YOUR INSTRUCTIONS
Beginning with the line containing "if x < 0 || y" and ending with the last line of the entries below, copy each line exactly and nothing else.

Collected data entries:

use macroquad::prelude::*;
use crate::application::Scheduler;
use crate::rendering::output_size;

/// Toggle the clicked cell.
///
/// The pointer position is mapped from output pixels to grid coordinates by
/// dividing out the cell scale; clicks landing outside the square output
/// area (or outside the grid after flooring) are ignored, so the grid itself
/// never sees an out-of-range coordinate.
pub fn handle_mouse(scheduler: &mut Scheduler) {
    if !is_mouse_button_pressed(MouseButton::Left) {
        return;
    }

    let (mouse_x, mouse_y) = mouse_position();
    let size = scheduler.grid.size();
    let scale = output_size() / size as f32;

    let x = (mouse_x / scale).floor() as i32;
    let y = (mouse_y / scale).floor() as i32;
    if x < 0 || y < 0 || x >= size as i32 || y >= size as i32 {
        return;
    }

    scheduler.grid.toggle(x as usize, y as usize);
}

/// Space toggles pause, Right arrow single-steps (while paused).
pub fn handle_keyboard(scheduler: &mut Scheduler) {
    if is_key_pressed(KeyCode::Space) {
        scheduler.toggle_paused();
    }
    if is_key_pressed(KeyCode::Right) {
        scheduler.single_step();
    }
}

TASK OUTPUT
    if x < 0 || y < 0 || x >= size as i32 || y >= size as i32 {
        return;
    }

    scheduler.grid.toggle(x as usize, y as usize);
}

/// Space toggles pause, Right arrow single-steps (while paused).
pub fn handle_keyboard(scheduler: &mut Scheduler) {
    if is_key_pressed(KeyCode::Space) {
        scheduler.toggle_paused();
    }
    if is_key_pressed(KeyCode::Right) {
        scheduler.single_step();
    }
}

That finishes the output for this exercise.